Work instructions -> Go through each line of the records below and count those with the word "collections". Give only the count.

┌──

//! Mock ticket store for testing.

use crate::error::{RedeemError, Result};
use crate::providers::TicketStore;
use crate::state::{OwnerId, Ticket, TicketId, TicketStatus};
use chrono::{DateTime, Utc};
use std::collections::hash_map::Entry;
use std::collections::HashMap;
use std::sync::{Arc, Mutex};

/// In-memory ticket store.
///
/// `commit_redemption` runs as one mutex-guarded critical section, which
/// is this backend's native atomic primitive: concurrent commits on the
/// same ticket serialize, and exactly one of them observes `Pending`.
#[derive(Debug, Clone, Default)]
pub struct MockTicketStore {
    tickets: Arc<Mutex<HashMap<String, Ticket>>>,
}

impl MockTicketStore {
    /// Create a new mock ticket store.
    #[must_use]
    pub fn new() -> Self {
        Self::default()
    }
}

impl TicketStore for MockTicketStore {
    async fn insert_if_absent(&self, ticket: &Ticket) -> Result<bool> {
        let mut guard = self
            .tickets
            .lock()
            .map_err(|_| RedeemError::Store("ticket table mutex poisoned".to_string()))?;

        match guard.entry(ticket.id.0.clone()) {
            Entry::Occupied(_) => Ok(false),
            Entry::Vacant(slot) => {
                slot.insert(ticket.clone());
                Ok(true)
            }
        }
    }

    async fn get(&self, ticket_id: &TicketId) -> Result<Option<Ticket>> {
        let guard = self
            .tickets
            .lock()
            .map_err(|_| RedeemError::Store("ticket table mutex poisoned".to_string()))?;

        Ok(guard.get(&ticket_id.0).cloned())
    }

    async fn commit_redemption(
        &self,
        ticket_id: &TicketId,
        owner_id: &OwnerId,
        date_key: &str,
        prize: u32,
        used_at: DateTime<Utc>,
    ) -> Result<Ticket> {
        let mut guard = self
            .tickets
            .lock()
            .map_err(|_| RedeemError::Store("ticket table mutex poisoned".to_string()))?;

        let ticket = guard
            .get_mut(&ticket_id.0)
            .ok_or(RedeemError::TicketNotFound)?;

        if ticket.owner_id != *owner_id {
            return Err(RedeemError::TicketOwnership);
        }
        if ticket.status == TicketStatus::Used {
            return Err(RedeemError::TicketAlreadyUsed);
        }
        if ticket.date_key != date_key {
            return Err(RedeemError::TicketExpired);
        }

        ticket.status = TicketStatus::Used;
        ticket.prize = Some(prize);
        ticket.used_at = Some(used_at);

        Ok(ticket.clone())
    }
}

└──

Solution below -> 2